Thursday, January 29, 2026

'Nearly Half of Americans Expected to Have Obesity in the Next 10 Years'

 

  • Researchers projected that adult obesity rates in the U.S. will rise to 47% in the next decade.
  • Women under age 35 had the largest increase in obesity prevalence from 1990 to 2022.
  • Multifactorial strategies combining public policy and better access to clinical care are needed, the researchers said.

Roughly 126 million U.S. adults ages 20 and older are projected to have obesity by 2035, according to estimates from a cross-sectional analysis.

In 1990, 19.3% of U.S. adults had obesity; in 2022, this rose to 42.5%. By 2035, 46.9% of the adult population is expected to have obesity, reported Catherine O. Johnson, PhD, MPH, of the Hans Rosling Center for Population Health in Seattle, and colleagues.

"The results, with data collected over three decades, provide insight into future levels of persons living with obesity, if past trends continue. Effective policies may be identified by examining populations with consistently lower rates of obesity," Johnson and her team wrote in JAMA.

The findings vary from those seen in recent analyses of updated CDC data and the Gallup National Health and Well-Being Index, which reported early signs of declining obesity rates, possibly driven by increasing GLP-1 receptor agonist use. While the current study included data through 2022, the Gallup index identified a downward trend from 2022 to 2025.

Obesity remains a major public health threat, Johnson told MedPage Today. "We will need public health strategies as well as increased access to clinical interventions to make a difference," she said.

"Treatment needs to be multifactorial, addressing all of the many drivers of the development of obesity, along with medications or other clinical therapies that can act to reduce body weight," she recommended.

Obesity prevalence, defined as a BMI of 30 or higher, substantially varied across race/ethnicity, sex, age, and geographic region, the researchers found. From 1990 to 2022, obesity prevalence rose most for Hispanic persons of both sexes and rose least for Black males. Black females had the highest age-standardized prevalence of obesity in 2022 (56.9%), followed by Hispanic females (49.4%).

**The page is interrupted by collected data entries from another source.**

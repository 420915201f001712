//! Request context from gateway-forwarded headers

use axum::{
    body::HttpBody as _,
    extract::Request,
    http::{header, HeaderMap, HeaderValue},
    middleware::Next,
    response::Response,
};
use std::time::Instant;
use tracing::Span;
use uuid::Uuid;

use crate::error::JSON_CONTENT_TYPE;
use crate::request_context::RequestContext;

pub const REQUEST_ID_HEADER: &str = "x-request-id";
pub const ORG_HEADER: &str = "x-org";
pub const FORWARDED_FOR_HEADER: &str = "x-forwarded-for";
pub const REQUEST_URL_HEADER: &str = "x-request-url";

fn header_value(headers: &HeaderMap, name: &str) -> Option<String> {
    headers
        .get(name)
        .and_then(|v| v.to_str().ok())
        .map(str::trim)
        .filter(|v| !v.is_empty())
        .map(String::from)
}

/// Build the [`RequestContext`] for handlers and log the request outcome.
#[tracing::instrument(
    name = "http_request",
    skip_all,
    fields(
        http.method = %req.method(),
        http.route = %req.uri().path(),
        http.response.status_code = tracing::field::Empty,
        request_id = tracing::field::Empty,
        organization_id = tracing::field::Empty,
    )
)]
pub async fn request_context_middleware(mut req: Request, next: Next) -> Response {
    let span = Span::current();
    let start = Instant::now();

    let headers = req.headers();
    let ctx = RequestContext {
        request_id: header_value(headers, REQUEST_ID_HEADER)
            .unwrap_or_else(|| Uuid::new_v4().to_string()),
        organization_id: header_value(headers, ORG_HEADER),
        requesting_ip: header_value(headers, FORWARDED_FOR_HEADER),
        request_url: header_value(headers, REQUEST_URL_HEADER),
    };
    span.record("request_id", ctx.request_id.as_str());
    if let Some(org) = &ctx.organization_id {
        span.record("organization_id", org.as_str());
    }

    let method = req.method().clone();
    let path = req.uri().path().to_string();
    let request_id = ctx.request_id.clone();
    req.extensions_mut().insert(ctx);

    let mut response = next.run(req).await;

    let status = response.status();
    span.record("http.response.status_code", status.as_u16());
    tracing::info!(
        method = %method,
        path = %path,
        status = status.as_u16(),
        duration_ms = start.elapsed().as_millis(),
        "Request completed"
    );

    if let Ok(value) = HeaderValue::from_str(&request_id) {
        response.headers_mut().insert(REQUEST_ID_HEADER, value);
    }
    response
}

/// Every response body from this service is JSON. Empty answers such as a
/// 204 after a delete carry no content type.
pub async fn json_content_type(req: Request, next: Next) -> Response {
    let mut response = next.run(req).await;
    if response.body().size_hint().exact() == Some(0) {
        return response;
    }
    response.headers_mut().insert(
        header::CONTENT_TYPE,
        HeaderValue::from_static(JSON_CONTENT_TYPE),
    );
    response
}
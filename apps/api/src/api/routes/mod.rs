pub mod admin;
pub mod public;
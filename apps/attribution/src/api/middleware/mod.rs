//! Middleware stack for the attribution API

pub mod context;
pub mod layers;

pub use context::{json_content_type, request_context_middleware};
pub use layers::trace;
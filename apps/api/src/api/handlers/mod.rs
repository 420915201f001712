//! Request handlers

pub mod data;
pub mod group;
pub mod job;
pub mod metadata;
pub mod organization;
pub mod practitioner;
pub mod resources;
pub mod token;

use axum::{response::IntoResponse, Extension, Json};
use serde_json::json;

use crate::error::ApiError;
use crate::request_context::RequestContext;

pub async fn health() -> impl IntoResponse {
    Json(json!({ "status": "ok" }))
}

pub async fn not_found(Extension(ctx): Extension<RequestContext>) -> ApiError {
    ApiError::not_found(&ctx, "Not Found")
}
//! FHIR models shared by the DPC services
//!
//! The attribution service stores every FHIR resource inside a storage envelope
//! (`{id, version, createdAt, updatedAt, info}`), while the API gateway speaks plain
//! FHIR to its clients. This crate holds the types both sides agree on:
//!
//! - `envelope`: the storage envelope and its conversion into a FHIR resource
//! - `outcome`: `OperationOutcome` documents used for every error response
//! - `validation`: structural checks for inbound resource bodies
//! - `group`: attribution data carried by `Group.member`
//! - `job`: bulk export batches, files and the job status report
//!
//! # Example
//!
//! ```rust
//! use dpc_fhir_models::ResourceEnvelope;
//! use serde_json::json;
//!
//! let envelope: ResourceEnvelope = serde_json::from_value(json!({
//!     "id": "42",
//!     "version": 1,
//!     "updatedAt": "2021-03-02T08:15:30.123Z",
//!     "info": { "resourceType": "Organization", "name": "Example" }
//! }))
//! .unwrap();
//!
//! let resource = envelope.into_resource().unwrap();
//! assert_eq!(resource["id"], "42");
//! assert_eq!(resource["meta"]["id"], "Organization/42");
//! ```

pub mod envelope;
pub mod error;
pub mod group;
pub mod identifier;
pub mod job;
pub mod outcome;
pub mod resource;
pub mod validation;

pub use envelope::ResourceEnvelope;
pub use error::{Error, Result};
pub use group::{Attribution, Group, GroupMember};
pub use identifier::{find_npi, Identifier, Reference, MBI_SYSTEM, NPI_SYSTEM};
pub use job::{BatchAndFiles, BatchFile, BatchInfo, FileInfo, JobCreated, JobProgress, JobStatus};
pub use outcome::{IssueCode, IssueSeverity, OperationOutcome};
pub use resource::ResourceType;
pub use validation::validate_resource;
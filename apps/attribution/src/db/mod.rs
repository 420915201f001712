//! Database access
//!
//! Handlers talk to storage through the traits in [`traits`]; the Postgres
//! implementations live next to them.

pub mod jobs;
pub mod resources;
pub mod traits;

pub use jobs::PgJobStore;
pub use resources::PgResourceStore;
pub use traits::{JobStore, NewBatch, ResourceStore, Scope};

use crate::config::DatabaseConfig;
use sqlx::postgres::{PgPool, PgPoolOptions};
use std::time::Duration;

pub async fn connect(config: &DatabaseConfig) -> crate::Result<PgPool> {
    let pool = PgPoolOptions::new()
        .min_connections(config.pool_min_size)
        .max_connections(config.pool_max_size)
        .acquire_timeout(Duration::from_secs(config.pool_timeout_seconds))
        .connect(&config.url)
        .await?;

    if config.run_migrations {
        sqlx::migrate!("./migrations")
            .run(&pool)
            .await
            .map_err(|e| crate::Error::Internal(format!("Failed to run migrations: {}", e)))?;
        tracing::info!("Database migrations applied");
    }

    Ok(pool)
}
use dpc_fhir_models::group::ATTRIBUTED_PROVIDER_EXTENSION;
use dpc_fhir_models::{MBI_SYSTEM, NPI_SYSTEM};
use serde_json::{json, Value};

pub fn organization(npi: &str) -> Value {
    json!({
        "resourceType": "Organization",
        "identifier": [
            { "system": NPI_SYSTEM, "value": npi },
            { "system": "urn:oid:2.16.840.1.113883.2.4.6.1", "value": "17-0112278" }
        ],
        "name": "Burgers University Medical Center",
        "telecom": [{ "system": "phone", "value": "022-655 2300", "use": "work" }],
        "address": [{
            "use": "work",
            "line": ["Galapagosweg 91"],
            "city": "Den Burg",
            "postalCode": "9105 PZ",
            "country": "NLD"
        }]
    })
}

pub fn practitioner(npi: &str) -> Value {
    json!({
        "resourceType": "Practitioner",
        "identifier": [{ "system": NPI_SYSTEM, "value": npi }],
        "name": [{ "family": "van den broek", "given": ["Eric"] }]
    })
}

pub fn group(provider_npi: &str, patient_mbis: &[&str]) -> Value {
    let members: Vec<Value> = patient_mbis
        .iter()
        .map(|mbi| {
            json!({
                "extension": [{
                    "url": ATTRIBUTED_PROVIDER_EXTENSION,
                    "valueReference": {
                        "type": "Practitioner",
                        "identifier": { "system": NPI_SYSTEM, "value": provider_npi }
                    }
                }],
                "entity": {
                    "type": "Patient",
                    "identifier": { "system": MBI_SYSTEM, "value": mbi }
                }
            })
        })
        .collect();

    json!({
        "resourceType": "Group",
        "type": "person",
        "actual": true,
        "member": members
    })
}

/// Attribution envelope around `info`, as the attribution service returns it.
pub fn envelope(id: &str, version: i32, info: Value) -> Value {
    json!({
        "id": id,
        "version": version,
        "createdAt": "2021-03-02T08:15:30.123456Z",
        "updatedAt": "2021-03-02T08:15:30.123456Z",
        "info": info
    })
}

Since 1990, females under age 35 have had the largest increase in obesity prevalence. "The results indicate substantial increases in the prevalence of obesity among younger ages over the past several decades, representing earlier onset of obesity," the researchers noted. Johnson called this finding "concerning" and highlighted "the need for effective strategies to prevent weight gain and the development of obesity."

Data also showed a lower obesity prevalence among the oldest adults, likely representing premature death for those with obesity or the effects of multimorbidity in older persons, the researchers explained.

Obesity prevalence was highest in Midwestern and Southern states, though there were substantial state-level and within-state differences.

No states were expected to have a decrease in obesity prevalence over the next 10 years, but places like Mississippi, which had the highest estimated prevalence for Black females in recent years, were expected to have one of the smallest increases for this subgroup. On the other hand, larger increases were predicted for other locations like Oklahoma. This suggests that obesity prevalence may be plateauing in some locations, said Johnson's group.

Prevalence of severe obesity, defined as a body mass index (BMI) of 40 or more, was highest among females in 2022, ranging from 11.3% in white females to 20.2% among Black females. Severe obesity ranged from 5.2% to 8.5% in males.

Researchers analyzed data from 71,777 participants in the National Health and Nutrition Examination Survey (spanning 1988-2023), as well as 11,243,644 participants in the Behavioral Risk Factor Surveillance System (1988-2022) and Gallup Daily Survey (2008-2017).

"Obesity in the current analysis was defined using BMI, which does not directly measure body fat or account for body composition and may incorrectly estimate the amount and location of adipose tissue versus lean muscle mass, with some evidence that these errors may differ by demographic group," Johnson and co-authors highlighted.

Other study limitations included sparse data in some states with small populations and the use of self-reported height and weight.

Disclosures

The study was funded by the National Heart, Lung, and Blood Institute.

Johnson reported no disclosures.

Co-authors reported funding from the Intramural Research Program, National Institute on Minority Health and Health Disparities, National Institutes of Health, National Cancer Institute, National Institute on Aging, National Institute of Arthritis and Musculoskeletal and Skin Diseases, Office of Disease Prevention, and the Office of Behavioral and Social Sciences Research.